In 1343 on the Night of Saint George monastery was captured by Estonian insurgents and 28 monks were killed in it. After the repurchase of the surrounding area from Denmark by the Teutonic Knights, they allowed the local monks to rebuild the monastery. From that moment, the importance and property of the Cistercians of Padise grew steadily. At the beginning of the 15th century, the monastery had numerous lands not only in Estonia, but also in Swedish Finland.
  
In the sixteenth century, the monastery did not undergo a progressive Reformation. Only in 1558, appreciating the military values ​​of the building, the last Teutonic master of Livonia, Gotthard Kettler, took over the monastery and chased away the monks. As early as 1561, the Swedes occupied Padise, and a year later Kettler threw off the monastic habit and gave himself under the protection of Poland and Lithuania as a Protestant prince. In 1576, the monastery was occupied by Moscow, the Swedes regained it in 1580, after a long siege and destroying bombing. In 1622, king Gustav II Adolf handed the ruins to the burgrave of Riga, Thomas Ramm, whose heirs were in possession of Padise until 1919.

Architecture

   The monastery in Padise consisted of a church, monastery buildings forming a courtyard and fortifications giving off another northern courtyard. Chapter house, sacristy, refectory and church were located a few meters above the ground floor. Placing them on the first floor was forbidden by the Cistercian monastery rule, and on the ground floor they could not be for defensive reasons. The monastic church as the weakest defense point, was raised even higher, and under it were constructed spacious, windowless cellars, so-called Lower Church. Unlike the Flakenau monastery church, in Padise, the lower floor occupied only the eastern part of the building, constituting a square crypt with a vault supported by a central pillar. The more spacious, higher level of the church was equipped with large, Gothic windows and topped with a rib vault divided into four rectangular bays.
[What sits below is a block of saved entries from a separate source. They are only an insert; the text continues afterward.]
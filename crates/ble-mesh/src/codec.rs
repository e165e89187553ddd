//! Mesh packet wire format and MTU-bounded chunking
//!
//! Packet layout, all integers big-endian:
//!
//! ```text
//! type(1) | senderLen(2) | sender | recipientLen(2) | recipient? | timestamp(8) | ttl(1)
//!         | sigLen(2) | signature? | payloadLen(4) | payload
//! ```
//!
//! Every transmission is split into chunks of at most `mtu` bytes, each prefixed by
//! `chunkIndex(4) | totalChunks(4)`. Single-chunk transmissions carry the header too.

use crate::error::CodecError;
use serde::{Deserialize, Serialize};
use solana_sdk::pubkey::Pubkey;
use solana_sdk::signature::{Signature, Signer};
use std::collections::BTreeMap;
use std::fmt;
use tracing::debug;
use uuid::Uuid;

/// Length of a peer identifier on the wire
pub const PEER_ID_LEN: usize = 16;

/// Length of the per-chunk header
pub const CHUNK_HEADER_LEN: usize = 8;

/// Hop budget used by `Packet::new`
pub const DEFAULT_TTL: u8 = 7;

/// Fixed-length identifier of a mesh peer
#[derive(Debug, Clone, Copy, PartialEq, Eq, Hash, PartialOrd, Ord, Serialize, Deserialize)]
pub struct PeerId([u8; PEER_ID_LEN]);

impl PeerId {
    pub fn new(bytes: [u8; PEER_ID_LEN]) -> Self {
        Self(bytes)
    }

    pub fn random() -> Self {
        Self(*Uuid::new_v4().as_bytes())
    }

    pub fn from_slice(bytes: &[u8]) -> Result<Self, CodecError> {
        let array: [u8; PEER_ID_LEN] = bytes
            .try_into()
            .map_err(|_| CodecError::InvalidPeerIdLength(bytes.len()))?;
        Ok(Self(array))
    }

    pub fn as_bytes(&self) -> &[u8; PEER_ID_LEN] {
        &self.0
    }
}

impl From<Uuid> for PeerId {
    fn from(id: Uuid) -> Self {
        Self(*id.as_bytes())
    }
}

impl fmt::Display for PeerId {
    fn fmt(&self, f: &mut fmt::Formatter<'_>) -> fmt::Result {
        write!(f, "{}", Uuid::from_bytes(self.0))
    }
}

/// Packet type tag
#[derive(Debug, Clone, Copy, PartialEq, Eq, Hash, Serialize, Deserialize)]
#[repr(u8)]
pub enum PacketType {
    Data = 0x01,
    Transaction = 0x02,
    Discovery = 0x03,
    PeerInfo = 0x04,
    /// A detached co-signer signature travelling back to the payload holder
    Signature = 0x05,
}

impl TryFrom<u8> for PacketType {
    type Error = CodecError;

    fn try_from(value: u8) -> Result<Self, Self::Error> {
        match value {
            0x01 => Ok(PacketType::Data),
            0x02 => Ok(PacketType::Transaction),
            0x03 => Ok(PacketType::Discovery),
            0x04 => Ok(PacketType::PeerInfo),
            0x05 => Ok(PacketType::Signature),
            other => Err(CodecError::UnknownPacketType(other)),
        }
    }
}

/// Unit of mesh communication
#[derive(Debug, Clone, PartialEq, Eq)]
pub struct Packet {
    pub packet_type: PacketType,
    pub sender_id: PeerId,
    /// `None` means broadcast
    pub recipient_id: Option<PeerId>,
    /// Creation time in milliseconds since the Unix epoch
    pub timestamp: u64,
    pub ttl: u8,
    pub signature: Option<Vec<u8>>,
    pub payload: Vec<u8>,
}

impl Packet {
    pub fn new(packet_type: PacketType, sender_id: PeerId, payload: Vec<u8>) -> Self {
        Self {
            packet_type,
            sender_id,
            recipient_id: None,
            timestamp: chrono::Utc::now().timestamp_millis().max(0) as u64,
            ttl: DEFAULT_TTL,
            signature: None,
            payload,
        }
    }

    pub fn with_recipient(mut self, recipient: PeerId) -> Self {
        self.recipient_id = Some(recipient);
        self
    }

    pub fn with_ttl(mut self, ttl: u8) -> Self {
        self.ttl = ttl;
        self
    }

    pub fn is_broadcast(&self) -> bool {
        self.recipient_id.is_none()
    }

    /// Serialize to the unchunked wire form
    pub fn to_bytes(&self) -> Result<Vec<u8>, CodecError> {
        let signature = self.signature.as_deref().unwrap_or_default();
        self.write_with_signature(signature)
    }

    /// Parse the unchunked wire form; the buffer must contain exactly one packet
    pub fn from_bytes(bytes: &[u8]) -> Result<Self, CodecError> {
        let mut reader = Reader::new(bytes);

        let packet_type = PacketType::try_from(reader.read_u8("type")?)?;

        let sender_len = reader.read_u16("senderLen")? as usize;
        let sender_id = PeerId::from_slice(reader.take(sender_len, "sender")?)?;

        let recipient_len = reader.read_u16("recipientLen")? as usize;
        let recipient_id = match recipient_len {
            0 => None,
            len => Some(PeerId::from_slice(reader.take(len, "recipient")?)?),
        };

        let timestamp = reader.read_u64("timestamp")?;
        let ttl = reader.read_u8("ttl")?;

        let sig_len = reader.read_u16("sigLen")? as usize;
        let signature = match sig_len {
            0 => None,
            len => Some(reader.take(len, "signature")?.to_vec()),
        };

        let payload_len = reader.read_u32("payloadLen")? as usize;
        let payload = reader.take(payload_len, "payload")?.to_vec();

        if reader.remaining() > 0 {
            return Err(CodecError::TrailingBytes(reader.remaining()));
        }

        Ok(Self {
            packet_type,
            sender_id,
            recipient_id,
            timestamp,
            ttl,
            signature,
            payload,
        })
    }

    /// Bytes covered by the packet signature: the wire form with an empty signature field
    ///
    /// TTL is excluded so that relays can decrement it without breaking authenticity.
    pub fn signable_bytes(&self) -> Result<Vec<u8>, CodecError> {
        let unsigned = Packet {
            ttl: 0,
            ..self.clone()
        };
        unsigned.write_with_signature(&[])
    }

    /// Attach an ed25519 signature over `signable_bytes`
    pub fn sign(&mut self, signer: &dyn Signer) -> Result<(), CodecError> {
        let message = self.signable_bytes()?;
        self.signature = Some(signer.sign_message(&message).as_ref().to_vec());
        Ok(())
    }

    /// Check the attached signature against `public_key`; unsigned packets never verify
    pub fn verify(&self, public_key: &Pubkey) -> bool {
        let Some(raw) = self.signature.as_deref() else {
            return false;
        };
        let Ok(signature) = Signature::try_from(raw) else {
            return false;
        };
        match self.signable_bytes() {
            Ok(message) => signature.verify(public_key.as_ref(), &message),
            Err(_) => false,
        }
    }

    fn write_with_signature(&self, signature: &[u8]) -> Result<Vec<u8>, CodecError> {
        let recipient: &[u8] = match &self.recipient_id {
            Some(id) => id.as_bytes(),
            None => &[],
        };

        let sig_len = u16::try_from(signature.len()).map_err(|_| CodecError::FieldTooLarge {
            field: "signature",
            len: signature.len(),
        })?;
        let payload_len =
            u32::try_from(self.payload.len()).map_err(|_| CodecError::FieldTooLarge {
                field: "payload",
                len: self.payload.len(),
            })?;

        let mut out = Vec::with_capacity(
            1 + 2 + PEER_ID_LEN + 2 + recipient.len() + 8 + 1 + 2 + signature.len() + 4
                + self.payload.len(),
        );
        out.push(self.packet_type as u8);
        out.extend_from_slice(&(PEER_ID_LEN as u16).to_be_bytes());
        out.extend_from_slice(self.sender_id.as_bytes());
        out.extend_from_slice(&(recipient.len() as u16).to_be_bytes());
        out.extend_from_slice(recipient);
        out.extend_from_slice(&self.timestamp.to_be_bytes());
        out.push(self.ttl);
        out.extend_from_slice(&sig_len.to_be_bytes());
        out.extend_from_slice(signature);
        out.extend_from_slice(&payload_len.to_be_bytes());
        out.extend_from_slice(&self.payload);
        Ok(out)
    }
}

/// Bounds-checked big-endian reader
struct Reader<'a> {
    buf: &'a [u8],
    pos: usize,
}

impl<'a> Reader<'a> {
    fn new(buf: &'a [u8]) -> Self {
        Self { buf, pos: 0 }
    }

    fn remaining(&self) -> usize {
        self.buf.len() - self.pos
    }

    fn fixed<const N: usize>(&mut self, field: &'static str) -> Result<[u8; N], CodecError> {
        if self.remaining() < N {
            return Err(CodecError::Truncated {
                field,
                needed: N,
                remaining: self.remaining(),
            });
        }
        let mut out = [0u8; N];
        out.copy_from_slice(&self.buf[self.pos..self.pos + N]);
        self.pos += N;
        Ok(out)
    }

    fn take(&mut self, len: usize, field: &'static str) -> Result<&'a [u8], CodecError> {
        if len > self.remaining() {
            return Err(CodecError::LengthOverflow {
                field,
                declared: len,
                remaining: self.remaining(),
            });
        }
        let slice = &self.buf[self.pos..self.pos + len];
        self.pos += len;
        Ok(slice)
    }

    fn read_u8(&mut self, field: &'static str) -> Result<u8, CodecError> {
        Ok(self.fixed::<1>(field)?[0])
    }

    fn read_u16(&mut self, field: &'static str) -> Result<u16, CodecError> {
        Ok(u16::from_be_bytes(self.fixed(field)?))
    }

    fn read_u32(&mut self, field: &'static str) -> Result<u32, CodecError> {
        Ok(u32::from_be_bytes(self.fixed(field)?))
    }

    fn read_u64(&mut self, field: &'static str) -> Result<u64, CodecError> {
        Ok(u64::from_be_bytes(self.fixed(field)?))
    }
}

/// Header prefixed to every chunk
#[derive(Debug, Clone, Copy, PartialEq, Eq)]
pub struct ChunkHeader {
    pub index: u32,
    pub total: u32,
}

impl ChunkHeader {
    pub fn to_bytes(self) -> [u8; CHUNK_HEADER_LEN] {
        let mut out = [0u8; CHUNK_HEADER_LEN];
        out[..4].copy_from_slice(&self.index.to_be_bytes());
        out[4..].copy_from_slice(&self.total.to_be_bytes());
        out
    }

    /// Split a chunk into its validated header and body
    pub fn parse(chunk: &[u8]) -> Result<(Self, &[u8]), CodecError> {
        let mut reader = Reader::new(chunk);
        let index = reader.read_u32("chunkIndex")?;
        let total = reader.read_u32("totalChunks")?;

        if total == 0 {
            return Err(CodecError::ZeroChunkTotal);
        }
        if index >= total {
            return Err(CodecError::ChunkIndexOutOfRange { index, total });
        }

        let body = &chunk[CHUNK_HEADER_LEN..];
        if body.is_empty() {
            return Err(CodecError::EmptyChunk);
        }
        Ok((Self { index, total }, body))
    }
}

/// Encode a packet into chunks of at most `mtu` bytes each
pub fn encode(packet: &Packet, mtu: usize) -> Result<Vec<Vec<u8>>, CodecError> {
    if mtu <= CHUNK_HEADER_LEN {
        return Err(CodecError::MtuTooSmall(mtu));
    }

    let body = packet.to_bytes()?;
    let budget = mtu - CHUNK_HEADER_LEN;
    let total = body.len().div_ceil(budget);
    let total = u32::try_from(total).map_err(|_| CodecError::FieldTooLarge {
        field: "totalChunks",
        len: total,
    })?;

    let chunks = body
        .chunks(budget)
        .enumerate()
        .map(|(index, part)| {
            let header = ChunkHeader {
                index: index as u32,
                total,
            };
            let mut chunk = Vec::with_capacity(CHUNK_HEADER_LEN + part.len());
            chunk.extend_from_slice(&header.to_bytes());
            chunk.extend_from_slice(part);
            chunk
        })
        .collect();

    Ok(chunks)
}

/// Decode a self-contained single-chunk transmission
pub fn decode(chunk: &[u8]) -> Result<Packet, CodecError> {
    let mut buffer = ChunkBuffer::new();
    match buffer.insert(chunk)? {
        Some(packet) => Ok(packet),
        None => Err(CodecError::Incomplete {
            received: buffer.pending_chunks(),
            total: buffer.expected_total().unwrap_or_default(),
        }),
    }
}

/// Decode a complete set of chunks delivered in any order
pub fn decode_chunks<I, C>(chunks: I) -> Result<Packet, CodecError>
where
    I: IntoIterator<Item = C>,
    C: AsRef<[u8]>,
{
    let mut buffer = ChunkBuffer::new();
    for chunk in chunks {
        let chunk = chunk.as_ref();
        let (header, _) = ChunkHeader::parse(chunk)?;
        if let Some(expected) = buffer.expected_total() {
            if expected != header.total {
                return Err(CodecError::InconsistentTotal {
                    expected,
                    found: header.total,
                });
            }
        }
        if let Some(packet) = buffer.insert(chunk)? {
            return Ok(packet);
        }
    }
    Err(CodecError::Incomplete {
        received: buffer.pending_chunks(),
        total: buffer.expected_total().unwrap_or_default(),
    })
}

/// Reassembly state for the transmission currently in flight from one peer
#[derive(Debug, Default)]
pub struct ChunkBuffer {
    total: Option<u32>,
    chunks: BTreeMap<u32, Vec<u8>>,
}

impl ChunkBuffer {
    pub fn new() -> Self {
        Self::default()
    }

    /// Add a chunk; returns the packet once every index has arrived
    ///
    /// A chunk whose total disagrees with the buffered transmission means the peer
    /// gave up on it: the partial transmission is discarded and reassembly starts
    /// over from this chunk. The buffer is empty again after any completed packet,
    /// whether or not it decoded.
    pub fn insert(&mut self, chunk: &[u8]) -> Result<Option<Packet>, CodecError> {
        let (header, body) = ChunkHeader::parse(chunk)?;

        match self.total {
            Some(expected) if expected != header.total => {
                debug!(
                    "Abandoning partial transmission ({}/{} chunks) for a new {}-chunk one",
                    self.chunks.len(),
                    expected,
                    header.total
                );
                self.clear();
                self.total = Some(header.total);
            }
            Some(_) => {}
            None => self.total = Some(header.total),
        }

        self.chunks.insert(header.index, body.to_vec());

        if self.chunks.len() as u64 == header.total as u64 {
            let parts = std::mem::take(&mut self.chunks);
            self.total = None;
            let bytes: Vec<u8> = parts.into_values().flatten().collect();
            return Packet::from_bytes(&bytes).map(Some);
        }

        Ok(None)
    }

    pub fn clear(&mut self) {
        self.total = None;
        self.chunks.clear();
    }

    pub fn is_empty(&self) -> bool {
        self.chunks.is_empty()
    }

    pub fn pending_chunks(&self) -> usize {
        self.chunks.len()
    }

    pub fn expected_total(&self) -> Option<u32> {
        self.total
    }
}
// ---------------------------------------------------------------------------
// Head animation stepper
// ---------------------------------------------------------------------------

/// Identifies one started playback.  Stale handles are ignored by
/// [`Playback::cancel`].
#[derive(Debug, Clone, Copy, PartialEq, Eq)]
pub struct PlaybackHandle(u64);

#[derive(Debug, Clone)]
struct Active {
    handle: PlaybackHandle,
    len: usize,
    interval_s: f64,
    next_due: f64,
    /// Next sample index to reveal.
    cursor: usize,
}

/// Steps through `0, step, 2·step, …` of a sample sequence, one index per
/// elapsed interval.  At most one playback is active at a time.
#[derive(Debug, Clone, Default)]
pub struct Playback {
    next_id: u64,
    active: Option<Active>,
    step: usize,
    last_revealed: Option<usize>,
}

impl Playback {
    /// Start stepping through `len` samples, cancelling any running playback.
    ///
    /// The first index is revealed once `interval_s` has elapsed after `now`.
    /// A zero `step` is treated as 1; an interval of zero reveals one index
    /// per call to [`Playback::advance`].
    pub fn start(&mut self, len: usize, step: usize, interval_s: f64, now: f64) -> PlaybackHandle {
        if let Some(prev) = self.active.take() {
            log::debug!("Cancelling playback {:?} at index {}", prev.handle, prev.cursor);
        }
        let handle = PlaybackHandle(self.next_id);
        self.next_id += 1;
        self.step = step.max(1);
        self.last_revealed = None;
        let interval_s = interval_s.max(0.0);
        self.active = (len > 0).then_some(Active {
            handle,
            len,
            interval_s,
            next_due: now + interval_s,
            cursor: 0,
        });
        handle
    }

    /// Stop the playback identified by `handle`.  Returns whether it was the
    /// active one.
    pub fn cancel(&mut self, handle: PlaybackHandle) -> bool {
        if self.active.as_ref().is_some_and(|a| a.handle == handle) {
            self.active = None;
            true
        } else {
            false
        }
    }

    pub fn is_active(&self) -> bool {
        self.active.is_some()
    }

    /// Reveal every index whose tick has elapsed by `now`.
    ///
    /// Returns the newest index revealed by this call, if any.  The playback
    /// stops by itself once the cursor passes the end.
    pub fn advance(&mut self, now: f64) -> Option<usize> {
        let active = self.active.as_mut()?;

        let mut revealed = None;
        if active.interval_s > 0.0 {
            while now >= active.next_due && active.cursor < active.len {
                revealed = Some(active.cursor);
                active.cursor += self.step;
                active.next_due += active.interval_s;
            }
        } else {
            revealed = Some(active.cursor);
            active.cursor += self.step;
        }

        if active.cursor >= active.len {
            self.active = None;
        }
        if revealed.is_some() {
            self.last_revealed = revealed;
        }
        revealed
    }

    /// The newest revealed index; kept after the playback finishes.
    pub fn current(&self) -> Option<usize> {
        self.last_revealed
    }

    /// Whether sample `index` has been shown by the current playback.
    pub fn is_revealed(&self, index: usize) -> bool {
        match self.last_revealed {
            Some(last) => index <= last && index % self.step.max(1) == 0,
            None => false,
        }
    }
}

#[cfg(test)]
mod tests {
    use super::*;

    #[test]
    fn steps_by_two_per_tick() {
        let mut pb = Playback::default();
        pb.start(5, 2, 0.1, 0.0);
        assert_eq!(pb.advance(0.05), None);
        assert_eq!(pb.advance(0.1), Some(0));
        assert_eq!(pb.advance(0.25), Some(2));
        assert!(pb.is_active());
        assert_eq!(pb.advance(0.35), Some(4));
        assert!(!pb.is_active());
        assert_eq!(pb.current(), Some(4));
        assert!(pb.is_revealed(2));
        assert!(!pb.is_revealed(3));
    }

    #[test]
    fn catches_up_on_long_frames() {
        let mut pb = Playback::default();
        pb.start(100, 2, 0.001, 0.0);
        assert_eq!(pb.advance(0.0105), Some(18));
        assert!(pb.is_revealed(18));
        assert!(!pb.is_revealed(20));
    }

    #[test]
    fn starting_again_cancels_previous() {
        let mut pb = Playback::default();
        let first = pb.start(10, 1, 0.1, 0.0);
        pb.advance(0.35);
        let second = pb.start(10, 1, 0.1, 1.0);
        assert_ne!(first, second);
        assert_eq!(pb.current(), None);
        // The old handle no longer controls anything.
        assert!(!pb.cancel(first));
        assert!(pb.is_active());
        assert!(pb.cancel(second));
        assert!(!pb.is_active());
        assert_eq!(pb.advance(5.0), None);
    }

    #[test]
    fn empty_sequence_never_runs() {
        let mut pb = Playback::default();
        pb.start(0, 2, 0.1, 0.0);
        assert!(!pb.is_active());
        assert_eq!(pb.advance(1.0), None);
    }

    #[test]
    fn zero_interval_reveals_once_per_call() {
        let mut pb = Playback::default();
        pb.start(3, 1, 0.0, 0.0);
        assert_eq!(pb.advance(0.0), Some(0));
        assert_eq!(pb.advance(0.0), Some(1));
        assert_eq!(pb.advance(0.0), Some(2));
        assert!(!pb.is_active());
    }
}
As the rule also forbade the construction of church towers, only a small, overhung defensive turret without its own foundations, was erected on the church.
   The eastern wing of the monastery was occupied by three rooms: a sacristy in the north, a chapter house in the middle and perhaps a parlour in the south. Above, there was probably a dormitory room, connected directly to the church to enable monks to quickly move to night and morning services. Most of the southern range was filled with a refectory, while in the western range there were utility rooms and rooms for lay brothers. Both wings in the corner were connected by a chapel, located in the oldest part of the monastery, a four-sided residential and defense tower.
   The entrance to the compact, tightly closed monastic complex was next to the church in the south-west part, and in the 15th century, a four-sided gatehouse was added on the west side. The entire monastery, apart from the walls and later semicircular bastions, was defended by a moat.

Current state

   The monastery complex in Padise is the best preserved medieval, fortified monastery in the area of Livonia. It is also a very interesting example of the architecture of a religious order, other than the Teutonic Order. The entire north-eastern part of the monastery has been preserved with the most important rooms: a chapter house, a sacristy, and above all a church with underground with Gothic vaults. Unfortunately, the south-western part was destroyed during the Livonian War.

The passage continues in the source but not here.